Le Premier ministre Benjamin Netanyahu et son ex-rival Benny Gantz n'ont pas réussi à s'entendre sur un gouvernement «d'union et d'urgence», en pleine crise du coronavirus, à l'issue jeudi de leur ultimatum pour tenter de mettre un terme à la plus longue crise politique de l'histoire d'Israël.
Après 16 mois de gouvernement de transition, trois élections législatives et des rebondissements les plus improbables et parfois les plus désespérants pour certains Israéliens, les équipes de Netanyahu, 70 ans, et Gantz, 60 ans, se sont retrouvées mercredi soir après la fin des festivités de la Pâque juive, Pessah, ont-elles annoncé dans un communiqué conjoint.
Avec l'assentiment d'une majorité de parlementaires après les législatives du 2 mars, le président Reuven Rivlin avait accordé à Benny Gantz le mandat de former le prochain gouvernement. Et ce dernier avait causé la surprise en disant accepter de former un gouvernement avec Benjamin Netanyahu, ce qu'il refusait jusque là accusant notamment le Premier ministre de corruption.
Au cours des deux dernières semaines, les deux ont multiplié les pourparlers au point où, après l'expiration du mandat de Benny Gantz, lundi soir, le président avait décidé in extremis de remettre un jeton dans la machine à négociations accordant ainsi aux deux leaders jusqu'à minuit (21H00 GMT mercredi) pour trouver un accord de gouvernement.
Mais passé minuit, le mandat de Benny Gantz a bien expiré, a confirmé à l'AFP une source à la présidence. En théorie, le président israélien pourrait redemander aux parlementaires de lui recommander un autre élu pour tenter de former un gouvernement et sortir Israël d'une crise politique sans précédent et ce en pleine crise du nouveau coronavirus qui y a contaminé plus de 12.000 personnes, dont 130 sont décédées.
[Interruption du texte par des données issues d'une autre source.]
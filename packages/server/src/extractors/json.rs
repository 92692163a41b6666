use axum::{
    Json,
    extract::{FromRequest, Request, rejection::JsonRejection},
};
use serde::de::DeserializeOwned;

use crate::error::AppError;

/// A `Json<T>` wrapper that turns body rejections into `AppError::Validation`,
/// so form submissions with a missing field or bad content type get the same
/// `{code, message}` body as every other validation failure.
pub struct AppJson<T>(pub T);

impl<S, T> FromRequest<S> for AppJson<T>
where
    Json<T>: FromRequest<S, Rejection = JsonRejection>,
    T: DeserializeOwned,
    S: Send + Sync,
{
    type Rejection = AppError;

    async fn from_request(req: Request, state: &S) -> Result<Self, Self::Rejection> {
        match Json::<T>::from_request(req, state).await {
            Ok(Json(value)) => Ok(AppJson(value)),
            Err(rejection) => {
                tracing::debug!(status = %rejection.status(), "Rejected request body");
                Err(AppError::Validation(rejection.body_text()))
            }
        }
    }
}
use anyhow::{Context, Result};
use chrono::{Duration, Utc};
use jsonwebtoken::{DecodingKey, EncodingKey, Header, Validation, decode, encode};
use serde::{Deserialize, Serialize};

/// JWT Claims structure.
#[derive(Debug, Serialize, Deserialize)]
pub struct Claims {
    pub sub: String, // Email
    pub uid: i32,    // User ID
    pub exp: usize,  // Expiration timestamp
}

/// Sign a session token for a user.
pub fn sign(user_id: i32, email: &str, secret: &str, ttl_days: i64) -> Result<String> {
    let expiration = Utc::now()
        .checked_add_signed(Duration::days(ttl_days))
        .context("session expiry overflows")?
        .timestamp();

    let claims = Claims {
        sub: email.to_owned(),
        uid: user_id,
        exp: expiration as usize,
    };

    let token = encode(
        &Header::default(),
        &claims,
        &EncodingKey::from_secret(secret.as_bytes()),
    )?;

    Ok(token)
}

/// Verify and decode a session token.
pub fn verify(token: &str, secret: &str) -> Result<Claims> {
    let token_data = decode::<Claims>(
        token,
        &DecodingKey::from_secret(secret.as_bytes()),
        &Validation::default(),
    )?;
    Ok(token_data.claims)
}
Désaccord sur le portefeuille de la Défense
Les dernières semaines ont montré des tensions entre les camps Netanyahu et Gantz sur le choix notamment du futur ministre de la Justice, qui sera aux commandes pendant le procès de Netanyahu, poursuivi pour corruption, malversation et abus de confiance dans trois affaires.
Le procès de Bibi, Premier ministre le plus pérenne de l'histoire d'Israël avec 14 ans au pouvoir, devait s'ouvrir à la mi-mars. Mais les mesures de confinement pour tenter de juguler la crise du Covid-19 ont forcé, comme dans de nombreux pays, la fermeture des tribunaux et donc le report du procès.
Des désaccords semblent aussi persister sur la nomination d'un ministre de la Défense -- M. Gantz et son acolyte Gaby Ashkenazi étant d'ex-chefs d'état-major --, ainsi que sur le projet d'annexion de la Vallée du Jourdain en Cisjordanie occupée.
Netanyahu pourrait jouer l'attentisme afin de provoquer une quatrième élection et rester aux commandes du pouvoir
Après avoir été initialement désigné pour former le gouvernement, Benny Gantz, qui il y a encore quelque temps refusait de participer à un gouvernement dirigé par M. Netanyahu en raison de son inculpation pour corruption, a mis de l'eau dans son vin en renonçant, à court terme du moins, à son projet de devenir Premier ministre et en consentant à participer à un gouvernement dirigé par Benjamin Netanyahu.
«Netanyahu, nous sommes arrivés à l'heure de vérité», a déclaré cette semaine Benny Gantz, dont le projet de former un gouvernement avec Benjamin Netanyahu a contribué à l'implosion de sa propre coalition centriste Kahol Lavan (Bleu-Blanc, les couleurs du drapeau israélien).
Des ténors de son parti ont refusé de le joindre dans sa politique de la main tendue à Benjamin Netanyahu, qui a désormais face à lui une opposition affaiblie.
Après ces rounds de discussions sans résultat probant, nombre d'éditorialistes s'interrogent sur les intentions du Premier ministre sortant: Benjamin Netanyahu veut-il vraiment partager le pouvoir avec Benny Gantz?
Surfant de surcroît sur des sondages d'opinion très favorables qui plébiscitent sa gestion de la pandémie -- Israël ayant été nommé le pays le plus sûr, devant l'Allemagne, selon une étude du consortium DKV --, le Premier ministre pourrait jouer l'attentisme afin de provoquer une quatrième élection et rester d'ici là aux commandes du pouvoir.